Xibalba had three: a river of scorpions, a river of blood, and a river of pus.
—
<Time-out, Atticus: a river of pus?>
“Heh! I thought you were going to question the scorpions.”
<I can imagine a lot of scorpions, because we lived in Arizona. But I can’t imagine a river of pus.>
“You see why I was intrigued.”
<Well, yeah. I mean, if you’re going to have a whole river full of pus, don’t you need a heck of a lot of infected wounds or boils or zits or something?>
“Or maybe just one giant, legendary wound like a spring, oozing pus into the darkness…”
<Maybe? You mean you don’t know where it all came from?>
“Some things are best left as mysteries, Oberon. In any case, I wanted to see these rivers if I could, because when you live for as long as I have, every new experience is something to be treasured. And this would be next-level amazing, a land created by human imagination rather than geologic forces.”
—
I sat down under the canopy of the rain forest and contacted the elemental Yucatán: //Query: Can Druid visit plane of Xibalba?//
It’s a good idea to ask such things. Realms of the dead often have rules about the living walking around.
//Yes// the elemental replied. //With protection//
I asked for such protection for a short trip, and Yucatán agreed, directing me to a cave in modern-day Belize that would serve as the portal to the plane. Once there, I bound a tree to Tír na nóg and told Faolan that he had two choices: I could shift him back to the north, where we first met more than a hundred years before, and say farewell, or he could wait for me outside the cave, for a possibly very long time. Under no circumstances could he follow me into Xibalba.
He challenged me immediately. <Why not?>
“Because it’s a land of the dead. The living don’t go there without protection, and Gaia will only protect me.”
<Is this because I smell bad?>
“No, it’s because this is the kind of favor Gaia does only for Druids. You simply can’t go. Stepping into a land of the dead means you’re dead. So what’s it going to be: Wait here, where there are jaguars and too many bugs to count, and I might not come back and you’d be stuck here—”
<You might not come back?>
“It could be very dangerous for me even with protection. I could run into something awful, and I’m just being honest. However, I hope it won’t take me long. But to finish my thought: You can wait, or you could just go back to the north, where you frequently say you’d rather be, and not have to put up with my annoying attacks of curiosity.”

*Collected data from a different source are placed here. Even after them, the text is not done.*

//! End-to-end code generation checks: compile small function bodies and
//! inspect the emitted machine code with an independent disassembler.

use iced_x86::{Decoder, DecoderOptions, Instruction, Mnemonic, OpKind};
use sunbeam_codegen::{compile_function, CompiledFunc, Module, Sig, Type};

const TEXT_LIMIT: usize = 4096;

fn module() -> Module<'static> {
    Module {
        func_sigs: &[],
        sigs: &[],
        func_addrs: &[],
        table_funcs: &[],
        globals: &[],
    }
}

fn compile(module: Module<'_>, sig: &Sig, body: &[u8]) -> CompiledFunc {
    let _ = env_logger::builder().is_test(true).try_init();
    let out = compile_function(module, sig, body, TEXT_LIMIT).expect("compilation failed");
    assert!(out.encode_errors.is_empty(), "{:?}", out.encode_errors);
    out
}

/// Decode the whole text; every byte must belong to a valid instruction.
fn disassemble(text: &[u8]) -> Vec<Instruction> {
    let mut decoder = Decoder::with_ip(64, text, 0, DecoderOptions::NONE);
    let mut out = Vec::new();
    while decoder.can_decode() {
        let instr = decoder.decode();
        assert!(
            !instr.is_invalid(),
            "invalid instruction at {:#x} in {:02x?}",
            instr.ip(),
            text,
        );
        out.push(instr);
    }
    out
}

fn mnemonics(text: &[u8]) -> Vec<Mnemonic> {
    disassemble(text).iter().map(|i| i.mnemonic()).collect()
}

#[test]
fn const_drop_emits_no_value_code() {
    // i32.const 42; drop
    let sig = Sig::new(vec![], None);
    let body = [0x00, 0x41, 42, 0x1a, 0x0b];
    let out = compile(module(), &sig, &body);
    assert!(out.text.len() <= 7, "{:02x?}", out.text);
    assert_eq!(*out.text.last().unwrap(), 0xc3);
}

#[test]
fn cached_local_addition_uses_no_loads() {
    // (param i32) (result i32): get_local 0; get_local 0; i32.add
    let sig = Sig::new(vec![Type::I32], Some(Type::I32));
    let body = [0x00, 0x20, 0x00, 0x20, 0x00, 0x6a, 0x0b];
    let out = compile(module(), &sig, &body);

    for instr in disassemble(&out.text) {
        for i in 0..instr.op_count() {
            assert_ne!(
                instr.op_kind(i),
                OpKind::Memory,
                "unexpected memory access: {:02x?}",
                out.text,
            );
        }
    }
    let m = mnemonics(&out.text);
    assert_eq!(m.iter().filter(|&&m| m == Mnemonic::Add).count(), 2); // one ALU add, one rsp unwind
    assert_eq!(*m.last().unwrap(), Mnemonic::Ret);
}

#[test]
fn set_local_severs_live_references() {
    // (param i32) (result i32):
    //   get_local 0; get_local 0; i32.const 5; set_local 0; i32.add
    // The references pushed before the assignment must observe the old
    // value, so the set must copy them out before updating the cache.
    let sig = Sig::new(vec![Type::I32], Some(Type::I32));
    let body = [
        0x00, 0x20, 0x00, 0x20, 0x00, 0x41, 0x05, 0x21, 0x00, 0x6a, 0x0b,
    ];
    let out = compile(module(), &sig, &body);
    let m = mnemonics(&out.text);
    // Both references materialize through register moves ahead of the
    // assignment.
    assert!(m.iter().filter(|&&m| m == Mnemonic::Mov).count() >= 2, "{m:?}");
    disassemble(&out.text);
}

#[test]
fn direct_call_with_args_in_place_emits_no_shuffles() {
    // Caller (param i32 i32) (result i32) calls a same-signature function
    // with its own parameters in order; they already sit in the ABI
    // argument registers.
    let sigs = [Sig::new(vec![Type::I32, Type::I32], Some(Type::I32))];
    let module = Module {
        func_sigs: &[0],
        sigs: &sigs,
        func_addrs: &[0],
        table_funcs: &[],
        globals: &[],
    };
    // get_local 0; get_local 1; call 0
    let body = [0x00, 0x20, 0x00, 0x20, 0x01, 0x10, 0x00, 0x0b];
    let out = compile(module, &sigs[0], &body);

    let instrs = disassemble(&out.text);
    let m: Vec<_> = instrs.iter().map(|i| i.mnemonic()).collect();
    // No argument shuffling: no exchanges, no register-to-register moves
    // other than the result placement (eax <- eax is elided entirely).
    assert_eq!(m.iter().filter(|&&m| m == Mnemonic::Xchg).count(), 0);
    let reg_moves = instrs
        .iter()
        .filter(|i| {
            i.mnemonic() == Mnemonic::Mov
                && i.op_kind(0) == OpKind::Register
                && i.op_kind(1) == OpKind::Register
        })
        .count();
    assert_eq!(reg_moves, 0, "{m:?}");
    // The stack-exhaustion trap call and the actual call.
    assert_eq!(m.iter().filter(|&&m| m == Mnemonic::Call).count(), 2);
    // No stack-parameter backoff: the final add adjusts only the locals
    // frame.
    assert_eq!(out.call_sites.len(), 1);
    assert_eq!(out.call_sites[0].func_index, 0);
}

#[test]
fn indirect_call_swaps_index_out_of_the_result_register() {
    // The first argument arrives in the result register (it is a call
    // result); the table index must swap with it on its way to the result
    // register.
    let sigs = [
        Sig::new(vec![], Some(Type::I32)),
        Sig::new(vec![Type::I32], Some(Type::I32)),
    ];
    let module = Module {
        func_sigs: &[0],
        sigs: &sigs,
        func_addrs: &[0],
        table_funcs: &[7, 8, 9],
        globals: &[],
    };
    // (param i32) (result i32): call 0; get_local 0; call_indirect 1
    let body = [
        0x00, 0x10, 0x00, 0x20, 0x00, 0x11, 0x01, 0x00, 0x0b,
    ];
    let out = compile(module, &sigs[1], &body);

    let instrs = disassemble(&out.text);
    let m: Vec<_> = instrs.iter().map(|i| i.mnemonic()).collect();
    assert!(m.contains(&Mnemonic::Xchg), "{m:?}");
    // The thunk calls through a register.
    assert!(
        instrs
            .iter()
            .any(|i| i.mnemonic() == Mnemonic::Call && i.op_kind(0) == OpKind::Register),
        "{m:?}",
    );
    // Bounds check against the baked-in table length.
    assert!(
        instrs
            .iter()
            .any(|i| i.mnemonic() == Mnemonic::Cmp
                && i.op_kind(1) == OpKind::Immediate8
                && i.immediate8() == 3),
        "{m:?}",
    );
}

#[test]
fn control_flow_compiles_and_decodes() {
    // (param i32) (result i32): a loop that decrements the parameter and
    // accumulates into a local, with an if/else in the body.
    let sig = Sig::new(vec![Type::I32], Some(Type::I32));
    let body = [
        0x01, 0x01, 0x7f, // one extra i32 local
        0x02, 0x40, // block
        0x03, 0x40, // loop
        0x20, 0x00, // get_local 0
        0x45, // i32.eqz
        0x0d, 0x01, // br_if 1 (exit block)
        0x20, 0x00, // get_local 0
        0x41, 0x01, // i32.const 1
        0x6b, // i32.sub
        0x21, 0x00, // set_local 0
        0x20, 0x01, // get_local 1
        0x41, 0x02, // i32.const 2
        0x6a, // i32.add
        0x21, 0x01, // set_local 1
        0x0c, 0x00, // br 0 (continue loop)
        0x0b, // end loop
        0x0b, // end block
        0x20, 0x01, // get_local 1
        0x0b, // end
    ];
    let out = compile(module(), &sig, &body);
    let m = mnemonics(&out.text);
    assert_eq!(*m.last().unwrap(), Mnemonic::Ret);
    // The backward branch and the forward break both exist.
    assert!(m.contains(&Mnemonic::Jmp), "{m:?}");
    assert!(m.iter().any(|&m| m == Mnemonic::Je || m == Mnemonic::Jne), "{m:?}");
}

#[test]
fn division_emits_traps_and_uses_the_fixed_registers() {
    // (param i32 i32) (result i32): i32.div_s
    let sig = Sig::new(vec![Type::I32, Type::I32], Some(Type::I32));
    let body = [0x00, 0x20, 0x00, 0x20, 0x01, 0x6d, 0x0b];
    let out = compile(module(), &sig, &body);
    let m = mnemonics(&out.text);
    assert!(m.contains(&Mnemonic::Idiv), "{m:?}");
    assert!(m.contains(&Mnemonic::Cdq), "{m:?}");
    // Divide-by-zero and overflow trap sites were recorded.
    use sunbeam_codegen::links::TrapId;
    assert!(!out.trap_sites[TrapId::IntegerDivideByZero as usize].is_empty());
    assert!(!out.trap_sites[TrapId::IntegerOverflow as usize].is_empty());
}

#[test]
fn float_compare_and_select() {
    // (param f64 f64) (result f64): select the larger via f64.gt.
    let sig = Sig::new(vec![Type::F64, Type::F64], Some(Type::F64));
    let body = [
        0x00, 0x20, 0x00, 0x20, 0x01, 0x20, 0x00, 0x20, 0x01, 0x64, 0x1b, 0x0b,
    ];
    let out = compile(module(), &sig, &body);
    let m = mnemonics(&out.text);
    assert!(m.contains(&Mnemonic::Ucomisd), "{m:?}");
    assert_eq!(*m.last().unwrap(), Mnemonic::Ret);
}

#[test]
fn memory_access_addresses_the_memory_base() {
    use iced_x86::Register;
    // (param i32) (result i32): i32.load offset=4
    let sig = Sig::new(vec![Type::I32], Some(Type::I32));
    let body = [0x00, 0x20, 0x00, 0x28, 0x02, 0x04, 0x0b];
    let out = compile(module(), &sig, &body);
    assert!(
        disassemble(&out.text)
            .iter()
            .any(|i| i.mnemonic() == Mnemonic::Mov
                && i.op_kind(1) == OpKind::Memory
                && i.memory_base() == Register::R14
                && i.memory_displacement64() == 4),
        "{:02x?}",
        out.text,
    );
}

#[test]
fn trunc_emits_conversion_traps() {
    // (param f32) (result i32): i32.trunc_s/f32
    let sig = Sig::new(vec![Type::F32], Some(Type::I32));
    let body = [0x00, 0x20, 0x00, 0xa8, 0x0b];
    let out = compile(module(), &sig, &body);
    let m = mnemonics(&out.text);
    assert!(m.contains(&Mnemonic::Cvttss2si), "{m:?}");
    use sunbeam_codegen::links::TrapId;
    assert!(!out.trap_sites[TrapId::InvalidConversionToInteger as usize].is_empty());
}

#[test]
fn dead_code_after_return_is_skipped() {
    // (result i32): i32.const 1; return; i32.const 2; drop
    let sig = Sig::new(vec![], Some(Type::I32));
    let body = [0x00, 0x41, 0x01, 0x0f, 0x41, 0x02, 0x1a, 0x0b];
    let out = compile(module(), &sig, &body);
    // Only one constant reaches the result register.
    let loads: Vec<_> = disassemble(&out.text)
        .iter()
        .filter(|i| i.mnemonic() == Mnemonic::Mov && i.op_kind(1) == OpKind::Immediate32)
        .map(|i| i.immediate32())
        .collect();
    assert_eq!(loads, [1]);
}

#[test]
fn invalid_opcode_is_reported() {
    let sig = Sig::new(vec![], None);
    let body = [0x00, 0xfe, 0x0b];
    let err = compile_function(module(), &sig, &body, TEXT_LIMIT).unwrap_err();
    assert!(err.to_string().contains("invalid opcode"), "{err}");
}

#[test]
fn out_of_bounds_function_index_is_reported() {
    let sig = Sig::new(vec![], None);
    let body = [0x00, 0x10, 0x05, 0x0b];
    let err = compile_function(module(), &sig, &body, TEXT_LIMIT).unwrap_err();
    let msg = err.to_string();
    assert!(msg.contains("call") && msg.contains("5"), "{msg}");
}

#[test]
fn unresolved_calls_become_self_loop_stubs() {
    let sigs = [Sig::new(vec![], None)];
    let module = Module {
        func_sigs: &[0],
        sigs: &sigs,
        func_addrs: &[0],
        table_funcs: &[],
        globals: &[],
    };
    // call 0
    let body = [0x00, 0x10, 0x00, 0x0b];
    let out = compile(module, &sigs[0], &body);
    let site = out.call_sites[0].ret_addr as usize;
    // The displacement field points the call at itself.
    let disp = i32::from_le_bytes(out.text[site - 4..site].try_into().unwrap());
    assert_eq!(disp, -5);
}

#[test]
fn max_stack_offset_accounts_for_the_return_address() {
    let sigs = [Sig::new(vec![], None)];
    let module = Module {
        func_sigs: &[0],
        sigs: &sigs,
        func_addrs: &[0],
        table_funcs: &[],
        globals: &[],
    };
    let body = [0x00, 0x10, 0x00, 0x0b];
    let out = compile(module, &sigs[0], &body);
    assert!(out.max_stack_offset >= 8);
    assert_eq!(out.call_addrs.len(), 1); // the trap stub is not mapped; the call is
}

<And do what? Fight with other wolverines? Get mauled by a bear? No thanks, I’ll stay here and you’ll come back fast,> he said.
—
<Aww! I’m kinda sorry I never met Faolan,> Oberon said. <I think we might have gotten along. He had a sensible attitude about bears anyway.>
“He didn’t like squirrels either.”
<Wow. I bet we would have been friends!>
—
The yawning mouth of the cave had moss hanging from the top like green fangs. I stepped past and through, bare feet on cold stone, and cast night vision to help me see in the dark.
To the living, Xibalba’s cave was normally just a cave, but to the dead it extended and changed. Yucatán opened that portal for me at the appropriate point, and the temperature, already chilly compared with that of the jungle, cooled further. The floor was strewn with skeletons, calcified and broadcasting a warning in their eternal repose.
For a hundred yards or so, I simply descended into the shivery damp and worried about my footing.
And then a clicking and dry, raspy susurrus warned me that something waited ahead; the passage turned and opened wider and I came to a river of black scorpions, strangely lit from below. No bridge, no ferry, just a wide expanse teeming with poisonous dudes—an apt metaphor, now that I think of it, for my few brief attempts to understand social media.
The river extended in either direction into darkness, and the scorpions seemed content to stay within the confines of their riverbank.